Routing: @MainActor, explicit await

Routing and presentation touch UIKit, so they're @MainActor. The interactor crosses the boundary with an explicit await:

HomeInteractor.swift
func didTapProfile() async {
    await router?.routeToProfile()
}

Every isolation crossing is an await. The compiler enforces it — no Sendable warnings to suppress, no isolation ceremony to learn around. You start the call with await and stop worrying.

No leak detector

napkin doesn't ship one. The framework relies on Swift 6's compile-time guarantees: weak var listener is enforced; detachChild deactivates the child's lifecycle deterministically; isolated deinit (SE-0371, Swift 6.2) ensures teardown happens on the right executor. Patterns that would have tripped the RIBs leak detector are either caught by the compiler or impossible to express.

If you ship without the leak detector and worry about subtle leaks, run Instruments.
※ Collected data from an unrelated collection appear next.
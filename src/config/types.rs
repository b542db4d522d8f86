//! Configuration types and CLI options.
//!
//! This module defines enums and structs used for command-line argument parsing
//! and configuration.

use std::path::PathBuf;
use std::time::Duration;

use clap::{Parser, ValueEnum};

use crate::config::constants::{
    DB_PATH, DEFAULT_USER_AGENT, EXTERNAL_CALL_TIMEOUT_SECS, INTER_DOMAIN_DELAY_MS,
    IPLOCATE_API_KEY_ENV, IP_LOOKUPS_PER_WINDOW, RATE_LIMIT_WINDOW_SECS,
};

/// Logging level for the application.
///
/// Controls the verbosity of log output, from most restrictive (Error) to most
/// verbose (Trace).
#[derive(Clone, Debug, ValueEnum)]
pub enum LogLevel {
    /// Only error messages
    Error,
    /// Error and warning messages
    Warn,
    /// Error, warning, and informational messages
    Info,
    /// All messages except trace
    Debug,
    /// All messages including trace
    Trace,
}

impl From<LogLevel> for log::LevelFilter {
    fn from(l: LogLevel) -> Self {
        match l {
            LogLevel::Error => log::LevelFilter::Error,
            LogLevel::Warn => log::LevelFilter::Warn,
            LogLevel::Info => log::LevelFilter::Info,
            LogLevel::Debug => log::LevelFilter::Debug,
            LogLevel::Trace => log::LevelFilter::Trace,
        }
    }
}

/// Log output format.
///
/// - `Plain`: Human-readable format with colors (default)
/// - `Json`: Structured JSON format for machine parsing
#[derive(Clone, Debug, ValueEnum)]
pub enum LogFormat {
    /// Human-readable format with colors (default)
    Plain,
    /// Structured JSON format for machine parsing
    Json,
}

/// Enrichment run configuration.
///
/// Parsed from the command line by the binary, or constructed directly by
/// library callers.
///
/// # Examples
///
/// ```no_run
/// use domain_enrich::Config;
/// use std::path::PathBuf;
///
/// let config = Config {
///     file: PathBuf::from("domains.txt"),
///     limit: Some(10),
///     ..Default::default()
/// };
/// ```
#[derive(Debug, Clone, Parser)]
#[command(
    name = "domain_enrich",
    about = "Enrich domains with DNS, WHOIS, hosting, CDN, CMS and payment metadata"
)]
pub struct Config {
    /// File to read domains from (one per line, `#` comments, `-` for stdin)
    #[arg(default_value = "domains.txt")]
    pub file: PathBuf,

    /// Log level
    #[arg(long, value_enum, default_value = "info")]
    pub log_level: LogLevel,

    /// Log format
    #[arg(long, value_enum, default_value = "plain")]
    pub log_format: LogFormat,

    /// Database path (SQLite file)
    #[arg(long, default_value = DB_PATH, env = "DOMAIN_ENRICH_DB_PATH")]
    pub db_path: PathBuf,

    /// Where the domain list came from (stored with each domain)
    #[arg(long, default_value = "Unknown")]
    pub source: String,

    /// Free-form notes stored with each domain
    #[arg(long, default_value = "")]
    pub notes: String,

    /// Only process the first N domains
    #[arg(long)]
    pub limit: Option<usize>,

    /// Timeout for every external call in seconds
    #[arg(long, default_value_t = EXTERNAL_CALL_TIMEOUT_SECS)]
    pub timeout_seconds: u64,

    /// Maximum IP-resolving enrichments per window
    #[arg(long, default_value_t = IP_LOOKUPS_PER_WINDOW)]
    pub ip_lookups_per_window: u32,

    /// Rate limit window length in seconds
    #[arg(long, default_value_t = RATE_LIMIT_WINDOW_SECS)]
    pub window_seconds: u64,

    /// Pause between domains in milliseconds
    #[arg(long, default_value_t = INTER_DOMAIN_DELAY_MS)]
    pub inter_domain_delay_ms: u64,

    /// Skip the graph store
    #[arg(long)]
    pub no_graph: bool,

    /// Skip domains that already have a stored enrichment
    #[arg(long)]
    pub skip_existing: bool,

    /// Clear stored CMS values that fail CMS validation, then exit
    #[arg(long)]
    pub clean_cms: bool,

    /// IPLocate API key (queried before ip-api.com when set)
    #[arg(long, env = IPLOCATE_API_KEY_ENV, hide_env_values = true)]
    pub iplocate_api_key: Option<String>,

    /// HTTP User-Agent header value for page fetches
    #[arg(long, default_value = DEFAULT_USER_AGENT)]
    pub user_agent: String,
}

impl Config {
    /// Timeout applied to each external call.
    pub fn call_timeout(&self) -> Duration {
        Duration::from_secs(self.timeout_seconds)
    }

    /// Length of the IP lookup rate limit window.
    pub fn window(&self) -> Duration {
        Duration::from_secs(self.window_seconds)
    }

    /// Pause inserted after every domain.
    pub fn inter_domain_delay(&self) -> Duration {
        Duration::from_millis(self.inter_domain_delay_ms)
    }
}

impl Default for Config {
    fn default() -> Self {
        Self {
            file: PathBuf::from("domains.txt"),
            log_level: LogLevel::Info,
            log_format: LogFormat::Plain,
            db_path: PathBuf::from(DB_PATH),
            source: "Unknown".to_string(),
            notes: String::new(),
            limit: None,
            timeout_seconds: EXTERNAL_CALL_TIMEOUT_SECS,
            ip_lookups_per_window: IP_LOOKUPS_PER_WINDOW,
            window_seconds: RATE_LIMIT_WINDOW_SECS,
            inter_domain_delay_ms: INTER_DOMAIN_DELAY_MS,
            no_graph: false,
            skip_existing: false,
            clean_cms: false,
            iplocate_api_key: None,
            user_agent: DEFAULT_USER_AGENT.to_string(),
        }
    }
}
The point isn't that leaks can't happen — it's that the framework doesn't carry a runtime memory-heuristic to find them.

What napkin keeps

Everything that made RIBs valuable in the first place is still there:

  • The Router/Interactor/Builder triad. If you've named a RIBs feature, you can name a napkin.
  • Listener protocols for upward communication. Children don't import or reference their parent; they call listener?.fooDidFinish() and the parent's interactor conforms to the listener.
  • Component-tree dependency injection. Every feature declares what it needs from above via a Dependency protocol; the parent's component conforms to its children's needs. Compile-time enforced.
  • The Clean Architecture dependency rule. Business logic doesn't depend on UI; UI depends on protocols, not concrete interactor types.
  • Headless napkins. Orchestrator napkins with no view of their own — the parent that owns the LoggedOut/LoggedIn swap in the example app is one.

When to use what

Use RIBs if you have an existing RIBs codebase that works, your team is fluent in RxSwift, or you specifically want the runtime leak detector. None of those are wrong reasons.

Use napkin if you want the same pattern without the RxSwift dependency, you're starting a new app on Swift 6, or you want to lean on the compiler instead of runtime checks. None of those are wrong reasons either.

Both ship the same architecture pattern. They make different trade-offs underneath. Pick the one whose trade-offs match your team.

Try it

The RibHouse example is a complete tree (auth flow, three napkins, ~600 lines of Swift) and the tutorial walks every file. If you've shipped RIBs code, the tutorial will feel familiar — you'll see what's the same and what's been swapped underneath.